- Activity
Give again, word for word, every line below from the one that has "t\nwhere a = 1\nand" through the one that has "let (raw, _) = reindent(sql, &config(2));", both included, and no others.

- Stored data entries
....................

/// Evaluate one line. Mutates `elements` and `forced_indents`.
fn lint_line_buffer_indents(
    elements: &mut [ReflowElement],
    line: &IndentLine,
    single_indent: &str,
    forced_indents: &mut Vec<i32>,
    policy: IndentPolicy,
    hanging: &mut Option<HangingLine>,
    reference_line: Option<usize>,
) -> Result<Vec<LintResult>, ReflowError> {
    log::info!(
        target: "sqlreflow::reflow",
        "evaluating line at point {} (balance {}, forced {:?})",
        line.first().idx,
        line.initial_indent_balance,
        forced_indents
    );

    let (mut results, is_hanger) = lint_line_starting_indent(
        elements,
        line,
        single_indent,
        forced_indents,
        hanging.as_ref(),
        policy,
        reference_line,
    )?;

    let mut skip_positive = false;
    if policy.hanging_indents {
        let current = deduce_line_indent(elements, line.last().last_line_break_idx);
        let column = hanging_column(elements, line, policy.tab_space_size);
        if line.last().is_line_break {
            let next_indent = deduce_line_indent(elements, Some(line.last().idx));
            let next_width = indent_width(&next_indent, policy.tab_space_size);
            skip_positive = next_width > 0 && column == Some(next_width);
        }
        *hanging = Some(HangingLine {
            indent_width: indent_width(&current, policy.tab_space_size),
            hanging_column: column,
            is_hanger,
        });
    }

    if !skip_positive {
        if let Some((positive, forced)) =
            lint_line_untaken_positive_indents(elements, line, single_indent, reference_line)?
        {
            results.extend(positive);
            forced_indents.push(forced);
            return Ok(results);
        }
    }

    results.extend(lint_line_untaken_negative_indents(
        elements,
        line,
        single_indent,
        forced_indents,
        reference_line,
    )?);

    let closing = line.closing_balance();
    forced_indents.retain(|i| *i <= closing);
    Ok(results)
}

/// Lint every line of `elements` and return the corrected elements and the
/// results carrying the fixes.
///
/// Lines inside any segment whose type is in `skip_indentation_in` are left
/// alone.
pub fn lint_indent_points(
    elements: &[ReflowElement],
    single_indent: &str,
    skip_indentation_in: &SyntaxSet,
    policy: IndentPolicy,
) -> Result<(Vec<ReflowElement>, Vec<LintResult>), ReflowError> {
    let mut lines = map_line_buffers(elements, policy.allow_implicit_indents);
    revise_templated_lines(&mut lines, elements);
    revise_comment_lines(&mut lines, elements);

    if !skip_indentation_in.is_empty() {
        lines.retain(|line| {
            let skipped = line
                .iter_blocks(elements)
                .any(|block| block.depth_info.is_within(skip_indentation_in));
            if skipped {
                log::debug!(
                    target: "sqlreflow::reflow",
                    "skipping line at point {}: inside {:?}",
                    line.first().idx,
                    skip_indentation_in
                );
            }
            !skipped
        });
    }

    let mut buffer = elements.to_vec();
    let mut results = Vec::new();
    let mut forced_indents: Vec<i32> = Vec::new();
    let mut hanging: Option<HangingLine> = None;
    let mut reference_line = None;
    for line in &lines {
        results.extend(lint_line_buffer_indents(
            &mut buffer,
            line,
            single_indent,
            &mut forced_indents,
            policy,
            &mut hanging,
            reference_line,
        )?);
        reference_line = line_number(elements, line).or(reference_line);
    }
    Ok((buffer, results))
}

#[cfg(test)]
mod tests {
    use super::*;
    use crate::sql::dialect::Dialect;
    use crate::sql::parser::{Parser, ParserConfig};
    use crate::sql::reflow::{ReflowConfig, ReflowSequence};
    use crate::sql::segments::EditType;

    fn sequence(sql: &str, config: &ReflowConfig) -> ReflowSequence {
        let dialect = Dialect::ansi().unwrap();
        let parsed = Parser::new(&dialect, ParserConfig::default())
            .parse_string(sql)
            .unwrap();
        assert!(parsed.is_clean(), "{:?}", parsed.diagnostics);
        ReflowSequence::from_root(&parsed.tree, config).unwrap()
    }

    fn config(tab_space_size: usize) -> ReflowConfig {
        ReflowConfig {
            tab_space_size,
            ..ReflowConfig::default()
        }
    }

    fn reindent(sql: &str, config: &ReflowConfig) -> (String, Vec<LintResult>) {
        let reindented = sequence(sql, config).reindent().unwrap();
        (reindented.get_raw(), reindented.get_results().to_vec())
    }

    #[test]
    fn test_single_indent() {
        assert_eq!(construct_single_indent("space", 2).unwrap(), "  ");
        assert_eq!(construct_single_indent("tab", 2).unwrap(), "\t");
        assert!(construct_single_indent("both", 2).is_err());
    }

    #[test]
    fn test_crawl_marks_untaken_indents() {
        let seq = sequence("select a\nfrom t", &config(4));
        let points = crawl_indent_points(seq.elements(), false);
        // file start, after select, the line break, after from, before end of file
        assert_eq!(points.len(), 5);
        assert_eq!(points[1].untaken_indents, Vec::<i32>::new());
        assert!(points[2].is_line_break);
        assert_eq!(points[2].untaken_indents, vec![1]);
        assert_eq!(points[2].closing_indent_balance(), 0);
        let total: i32 = points.iter().map(|p| p.indent_impulse).sum();
        assert_eq!(total, 0);
    }

    #[test]
    fn test_inserts_missing_indent() {
        let (raw, results) = reindent("select\n1", &config(2));
        assert_eq!(raw, "select\n  1");
        assert_eq!(results.len(), 1);
        assert_eq!(results[0].description, "Expected indent of 2 spaces.");
        assert_eq!(results[0].fixes[0].edit_type, EditType::CreateAfter);
        assert_eq!(results[0].reference_line, Some(1));
    }

    #[test]
    fn test_corrects_over_indented_lines() {
        let (raw, results) = reindent(
            "select\n    1+(\n    2+3\n    ),\n    4\n    from foo",
            &config(2),
        );
        assert_eq!(raw, "select\n  1+(\n    2+3\n  ),\n  4\nfrom foo");
        assert_eq!(results.len(), 4);
    }

    #[test]
    fn test_first_line_indent_removed() {
        let (raw, results) = reindent("  select 1", &config(4));
        assert_eq!(raw, "select 1");
        assert_eq!(results[0].description, "First line should not be indented.");
    }

    #[test]
    fn test_forces_line_break_for_untaken_indent() {
        let (raw, results) = reindent("select a,\n b\nfrom t", &config(4));
        assert_eq!(raw, "select\n    a,\n    b\nfrom t");
        assert_eq!(
            results[0].description,
            "Expected line break and indent of 4 spaces before 'a'."
        );
    }

    #[test]
    fn test_comment_line_follows_next_line() {
        let (raw, _) = reindent("select\n-- note\n1", &config(4));
        assert_eq!(raw, "select\n    -- note\n    1");
    }

    #[test]
    fn test_implicit_indent_allowed() {
        let sql = "select a\nfrom t\nwhere a = 1\nand b = 2";
        let mut allowed = config(2);
        allowed.allow_implicit_indents = true;
        let (raw, _) = reindent(sql, &allowed);
        assert_eq!(raw, "select a\nfrom t\nwhere a = 1\n  and b = 2");

        let (raw, _) = reindent(sql, &config(2));
        assert_eq!(raw, "select a\nfrom t\nwhere\n  a = 1\n  and b = 2");
    }

    #[test]
    fn test_hanging_indent_accepted() {
        let sql = "select foo(a,\n           b)\nfrom t";
        let mut hanging = config(4);
        hanging.hanging_indents = true;
        let (raw, results) = reindent(sql, &hanging);
        assert_eq!(raw, sql);
        assert!(results.is_empty());

        let (raw, _) = reindent(sql, &config(4));
        assert_eq!(raw, "select foo(\n    a,\n    b\n)\nfrom t");
    }

    #[test]
    fn test_skip_indentation_in() {
        let mut skipping = config(2);
        skipping.skip_indentation_in = SyntaxSet::single(SyntaxKind::SelectClause);
        let (raw, results) = reindent("select\n1", &skipping);
        assert_eq!(raw, "select\n1");
        assert!(results.is_empty());
    }

    #[test]
    fn test_no_break_before_statement_terminator() {
        let sql = "select\n    a;\nselect b";
        let (raw, results) = reindent(sql, &config(4));
        assert_eq!(raw, sql);
        assert!(results.is_empty());
    }

    fn placeholder(source: &str, block_type: SliceType) -> Segment {
        Segment::placeholder(source, block_type, Some(BlockUuid(1)), None)
    }

    /// Builds:
    ///
    /// ```text
    /// select            -- balance 0
    ///     x             -- 2
    ///       {% if %}    -- 3, could also sit at 2
    ///       a           -- 3
    ///   {% endif %}     -- 1, could also sit at 2 or 3
    /// ```
    fn template_elements() -> Vec<ReflowElement> {
        let indent = || Segment::indent(SyntaxKind::Indent, None, None);
        let dedent = || Segment::indent(SyntaxKind::Dedent, None, None);
        let word = |raw: &str| Segment::token(SyntaxKind::NakedIdentifier, raw, None);
        let root = Segment::node(
            SyntaxKind::File,
            vec![
                Segment::token(SyntaxKind::Keyword, "select", None),
                indent(),
                indent(),
                Segment::newline(),
                word("x"),
                indent(),
                Segment::newline(),
                placeholder("{% if x %}", SliceType::BlockStart),
                Segment::newline(),
                word("a"),
                dedent(),
                dedent(),
                Segment::newline(),
                placeholder("{% endif %}", SliceType::BlockEnd),
                dedent(),
                Segment::newline(),
                Segment::end_of_file(None),
            ],
        );
        ReflowSequence::from_root(&root, &ReflowConfig::default())
            .unwrap()
            .elements()
            .to_vec()
    }

    #[test]
    fn test_template_block_takes_deepest_shared_balance() {
        let elements = template_elements();
        let mut lines = map_line_buffers(&elements, false);
        let balances: Vec<i32> = lines.iter().map(|l| l.initial_indent_balance).collect();
        assert_eq!(balances, vec![0, 2, 3, 3, 1]);
        assert!(lines[2].is_all_templates(&elements));
        assert!(lines[4].is_all_templates(&elements));

        revise_templated_lines(&mut lines, &elements);
        let balances: Vec<i32> = lines.iter().map(|l| l.initial_indent_balance).collect();
        assert_eq!(balances, vec![0, 2, 2, 3, 2]);
    }

    #[test]
    fn test_swallowed_line_break_keeps_its_indent() {
        let swallowed = Segment::placeholder("\n   ", SliceType::Literal, None, None);
        let root = Segment::node(
            SyntaxKind::File,
            vec![
                Segment::token(SyntaxKind::Keyword, "select", None),
                Segment::indent(SyntaxKind::Indent, None, None),
                swallowed.clone(),
                Segment::token(SyntaxKind::NumericLiteral, "1", None),
                Segment::indent(SyntaxKind::Dedent, None, None),
                Segment::end_of_file(None),
            ],
        );
        let seq = ReflowSequence::from_root(&root, &config(4)).unwrap();
        let point = seq.elements()[2].as_point().unwrap();
        assert_eq!(point.segments().len(), 2);
        assert!(has_untemplated_newline(point));
        assert!(point.get_indent_segment().unwrap().ptr_eq(&swallowed));
        assert_eq!(deduce_line_indent(seq.elements(), Some(2)), "   ");

        let reindented = seq.reindent().unwrap();
        let results = reindented.get_results();
        assert_eq!(results.len(), 1);
        assert_eq!(results[0].description, "Expected indent of 4 spaces.");
        assert!(results[0].fixes.is_empty());
        assert!(results[0].anchor.as_ref().unwrap().ptr_eq(&swallowed));
        assert_eq!(reindented.get_raw(), "select1");
    }

    #[test]
    fn test_comment_lines_revised() {
        let comment = || Segment::token(SyntaxKind::InlineComment, "-- c", None);
        let root = Segment::node(
            SyntaxKind::File,
            vec![
                Segment::token(SyntaxKind::Keyword, "select", None),
                Segment::indent(SyntaxKind::Indent, None, None),
                Segment::newline(),
                comment(),
                Segment::newline(),
                Segment::token(SyntaxKind::NumericLiteral, "1", None),
                Segment::indent(SyntaxKind::Dedent, None, None),
                Segment::newline(),
                comment(),
                Segment::newline(),
                Segment::end_of_file(None),
            ],
        );
        let seq = ReflowSequence::from_root(&root, &ReflowConfig::default()).unwrap();
        let mut lines = map_line_buffers(seq.elements(), false);
        lines[1].initial_indent_balance = 5;
        revise_comment_lines(&mut lines, seq.elements());
        let balances: Vec<i32> = lines.iter().map(|l| l.initial_indent_balance).collect();
        assert_eq!(balances, vec![0, 1, 1, 0]);
    }
}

....................

- Reply
        let sql = "select a\nfrom t\nwhere a = 1\nand b = 2";
        let mut allowed = config(2);
        allowed.allow_implicit_indents = true;
        let (raw, _) = reindent(sql, &allowed);
        assert_eq!(raw, "select a\nfrom t\nwhere a = 1\n  and b = 2");

        let (raw, _) = reindent(sql, &config(2));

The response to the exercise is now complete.